Michael "Spike" Wells (born on 16 January 1946) is an English jazz drummer and priest.
Born in Tunbridge Wells, Kent, Wells was a chorister at Canterbury Cathedral Choir School. He became interested in jazz after coming across a recording by Dizzy Gillespie, which he found "very exciting".
He took up playing drums in his early teens: "I suppose the thing that really knocked me out about jazz was the rhythm, so I thought if I'm going to be in a jazz band I want to be the drummer." He later had lessons from former Miles Davis drummer Philly Joe Jones, who lived in London in 1967–9, and Wells was also very influenced by another of Davis's drummers, Tony Williams.
He read Greats at Oxford University, where he put together a quartet with tenor player Pat Crumly and pianist Brian Priestley that played with visitors including saxophonists Bobby Wellins, Tony Coe and Joe Harriott, and blues singer Jimmy Witherspoon.

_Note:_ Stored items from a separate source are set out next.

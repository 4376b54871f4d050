//! Corpus loading.
//!
//! A corpus is the ordered list of candidate lines to rank. Each line keeps
//! its position, which later joins it to its distance.
//!
//! ## Format
//!
//! Plain text, one candidate per line:
//!
//! ```text
//! sitting
//! kitten
//! smitten
//! ```
//!
//! Line terminators (`\n` or `\r\n`) are stripped. Blank lines are kept:
//! they are valid (empty) candidates.

use std::fs::File;
use std::io::{self, BufRead, BufReader, Read};
use std::path::Path;

use crate::error::{RankError, Result};

/// Read every line from `reader`, stripping line terminators.
///
/// # Errors
///
/// Returns the I/O error if reading fails or a line is not valid UTF-8.
pub fn read_lines<R: Read>(reader: R) -> io::Result<Vec<String>> {
    let reader = BufReader::new(reader);
    reader
        .lines()
        .map(|line| {
            line.map(|mut l| {
                if l.ends_with('\r') {
                    l.pop();
                }
                l
            })
        })
        .collect()
}

/// Load the corpus from `path`, or from standard input when `path` is `None`.
///
/// # Errors
///
/// [`RankError::InputUnreadable`] if the file cannot be opened or read.
pub fn load_corpus(path: Option<&Path>) -> Result<Vec<String>> {
    load_corpus_from(path, io::stdin().lock())
}

/// Like [`load_corpus`], but reads `fallback` instead of standard input when
/// `path` is `None`. `fallback` is left untouched when a path is given.
///
/// # Errors
///
/// [`RankError::InputUnreadable`] if the file or `fallback` cannot be read.
pub fn load_corpus_from<R: Read>(path: Option<&Path>, fallback: R) -> Result<Vec<String>> {
    let lines = match path {
        Some(path) => {
            let file =
                File::open(path).map_err(|e| RankError::unreadable(Some(path.to_path_buf()), e))?;
            read_lines(file).map_err(|e| RankError::unreadable(Some(path.to_path_buf()), e))?
        }
        None => read_lines(fallback).map_err(|e| RankError::unreadable(None, e))?,
    };

    tracing::debug!(
        lines = lines.len(),
        source = %path.map_or_else(|| "<stdin>".into(), |p| p.display().to_string()),
        "loaded corpus"
    );

    Ok(lines)
}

In 1968 he began a PhD course in philosophy at London University, living in a house that was also home to bass player Ron Mathewson, alto sax player Ray Warleigh, trombonist Chris Pyne and pianist Mick Pyne. Mathewson was then playing in the quartet of tenor player Tubby Hayes, and asked Wells if he would be interested in joining the group. He arranged an audition with Hayes and guitarist Louis Stewart, at which "We played a blues, and Tubby looked at Ron and Louis and then said, 'Do you want the job?' Want the job. With the greatest jazz quartet in England?" Wells abandoned his PhD and became a professional musician.